To what extent was the atomic bomb used as a diplomatic “master card” by American policymakers at the end of the Second World War?

This essay achieved a high 2:1 in the second year of my undergraduate.

To what extent was the atomic bomb used as a diplomatic “master card” by American policymakers at the end of the Second World War?

The decision to drop the atomic bombs on Hiroshima and Nagasaki is one of the many contentious issues of the period leading into the Cold War. The three main schools of thought range from the traditionalist view that they were used for purely military reasons, as the ‘least abhorrent choice,’[1] through revisionism –championed most influentially by Alperovitz[2]– which would state that in fact the bombs were used only for their diplomatic connotations. The various strains of ‘post-revisionism’ led by such as Sigal, Sherwin and Asada[3] would suggest in general that, while the American policymakers certainly realised the diplomatic potential of the new technology, it was not the only consideration. While one must be careful using the term ‘post-revisionism’ in relation to this debate, it is probably the most accurate way to describe the school of thought, despite just how wide-ranging it is. The different schools all have aspects which seem convincing; the contemporary concerns probably were military, although it would have been impossible to ignore diplomatic considerations.
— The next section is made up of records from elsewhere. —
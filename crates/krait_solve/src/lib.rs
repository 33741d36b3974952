//! Dependency resolution over conda package records.
//!
//! The low level building blocks are public: a [`Pool`] holds the union of
//! all repository snapshots plus the installed set, a [`Solver`] runs a CDCL
//! SAT search over it, and an unsolvable run yields a [`Problem`] that can be
//! compressed and rendered as an explanation tree.
//!
//! Most callers only need [`resolve`], which wires those pieces together: it
//! builds the pool, adds jobs that keep installed packages where possible,
//! and maps the solution back to records.

#![deny(missing_docs)]

mod conda_sorting;
mod id;
mod jobs;
mod pool;
mod problem;
mod solvable;
mod solver;

use krait_conda_types::{MatchSpec, ParseMatchSpecError, RepoDataRecord};
use thiserror::Error;

pub use id::{MatchSpecId, NameId, RepoId, SolvableId};
pub use jobs::{SolveJobs, SolverFlags};
pub use pool::Pool;
pub use problem::{
    DisplayUnsat, MergedProblemNode, Problem, ProblemEdge, ProblemGraph, ProblemNode, TreeGlyphs,
};
pub use solvable::PackageSolvable;
pub use solver::Solver;

/// One repository of available packages plus its channel priority.
pub struct RepoSource<'a> {
    /// The records of the repository.
    pub records: &'a [RepoDataRecord],

    /// The priority of the repository's channel; higher wins under strict
    /// channel priority.
    pub channel_priority: i32,
}

/// Everything a single solve needs.
pub struct SolverTask<'a> {
    /// The available package repositories.
    pub available: Vec<RepoSource<'a>>,

    /// The records currently installed in the prefix.
    pub installed: &'a [RepoDataRecord],

    /// The specs that must be installed.
    pub specs: Vec<MatchSpec>,

    /// The specs whose matching installed packages must be removed.
    pub remove_specs: Vec<MatchSpec>,

    /// The specs whose packages should move to the newest matching version.
    pub update_specs: Vec<MatchSpec>,

    /// Specs that restrict what may be chosen without installing anything.
    pub pinned_specs: Vec<MatchSpec>,

    /// Whether installed packages may never be swapped for a candidate of
    /// another channel/version combination (hard lock).
    pub lock_installed: bool,

    /// Whether strict channel priority applies.
    pub strict_channel_priority: bool,

    /// The solver flags.
    pub flags: SolverFlags,
}

impl<'a> SolverTask<'a> {
    /// Creates a task with the given available repositories and no jobs.
    pub fn new(available: Vec<RepoSource<'a>>, installed: &'a [RepoDataRecord]) -> Self {
        Self {
            available,
            installed,
            specs: Vec::new(),
            remove_specs: Vec::new(),
            update_specs: Vec::new(),
            pinned_specs: Vec::new(),
            lock_installed: false,
            strict_channel_priority: false,
            flags: SolverFlags::default(),
        }
    }
}

/// The ways a solve can fail.
#[derive(Debug, Error)]
pub enum SolveError {
    /// A dependency string in the input could not be parsed.
    #[error(transparent)]
    InvalidMatchSpec(#[from] ParseMatchSpecError),

    /// The jobs cannot be satisfied; the message is the rendered explanation
    /// tree.
    #[error("{0}")]
    Unsolvable(String),
}

/// Solves the task and returns the records that make up the desired state of
/// the environment.
pub fn resolve<'a>(task: SolverTask<'a>) -> Result<Vec<&'a RepoDataRecord>, SolveError> {
    let mut pool = Pool::new();
    pool.set_strict_channel_priority(task.strict_channel_priority);

    for source in &task.available {
        let repo = pool.new_repo(source.channel_priority);
        for record in source.records {
            pool.add_package(repo, record)?;
        }
    }

    let installed_repo = pool.new_installed_repo();
    let mut installed_ids = Vec::with_capacity(task.installed.len());
    for record in task.installed {
        installed_ids.push(pool.add_package(installed_repo, record)?);
    }

    let mut jobs = SolveJobs::default();
    jobs.set_flags(task.flags);

    for spec in task.specs {
        jobs.install(spec);
    }
    for spec in task.update_specs {
        jobs.update(spec);
    }
    for spec in &task.remove_specs {
        jobs.remove(spec.clone());
    }
    for spec in task.pinned_specs {
        jobs.pin(spec);
    }

    // Installed packages stay part of the environment (unless removed) and
    // are favored, so the solver prefers to keep them untouched.
    for (record, &solvable_id) in task.installed.iter().zip(&installed_ids) {
        let removed = task
            .remove_specs
            .iter()
            .any(|spec| spec.matches(&record.package_record));
        if removed {
            continue;
        }
        jobs.install(MatchSpec::from_name(record.package_record.name.clone()));
        jobs.favor(solvable_id);
        if task.lock_installed {
            jobs.lock(solvable_id);
        }
    }

    let mut solver = Solver::new(pool);
    match solver.solve(jobs) {
        Ok(solution) => Ok(solution
            .into_iter()
            .map(|id| solver.pool().resolve_solvable(id).record())
            .collect()),
        Err(problem) => {
            let message = problem
                .display_user_friendly(&solver, TreeGlyphs::default())
                .to_string();
            Err(SolveError::Unsolvable(message))
        }
    }
}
The earliest historiography, of the Traditionalist school, would disagree wholly that the atomic bomb was used with diplomatic considerations in mind. The argument of Traditionalists, many of them contemporaries such as Truman, Karl T. Compton[4]  and Stimson,[5] as well as later Maddox and Hammond is that the decision to drop the atomic bomb was a result of military concerns, and had nothing to do with post-war planning with regards to the Soviets. The main argument set forward by the Traditionalist school is that the bomb removed the need to conduct a land invasion of Japan, thereby simultaneously ending World War Two more swiftly and dramatically reducing the casualty figures.[6]

In his 1947 article, Stimson stated that the dropping of the bombs was in fact the humanitarian option, and that the casualties inflicted by the two bombs –estimated at around half a million- were much lower than the projected casualties of one million US and one and a half million Japanese resulting from an invasion of the mainland, still planned for late 1946.[7] The dropping of the two atomic bombs did undoubtedly save lives, as it is unlikely given the bitterness of the Japanese defence up until August 1945 that an invasion would have led to fewer than half a million deaths total, but it seems unlikely that the projections Stimson cites were completely accurate, a doubt which recurs throughout both revisionist and more recent works.[8] Scope exists to challenge the value of the article as a source of Stimson’s opinions, as he had the benefit of hindsight –of seeing the world’s reaction to the dropping of the bombs- and so may well have just been trying to portray a U.S. government morally superior to the reality. As a magazine article, he was expecting people to read it, and was hoping to persuade the readers of this moral superiority too.

Stimson also gives Japanese intransigence as a reason for the dropping of the bomb, arguing that the combined effect of the bombs on Hiroshima and Nagasaki was decisive in finally forcing Japanese surrender.[9] Although there is some support for this viewpoint,[10] others including Asada argue that it was influential, but only after the Japanese were already defeated. Asada in particular argues that the value of the bombs was in the shock they caused rather than anything military.[11] This would once again support the idea that military concerns were all that was taken into consideration when the decision was being made.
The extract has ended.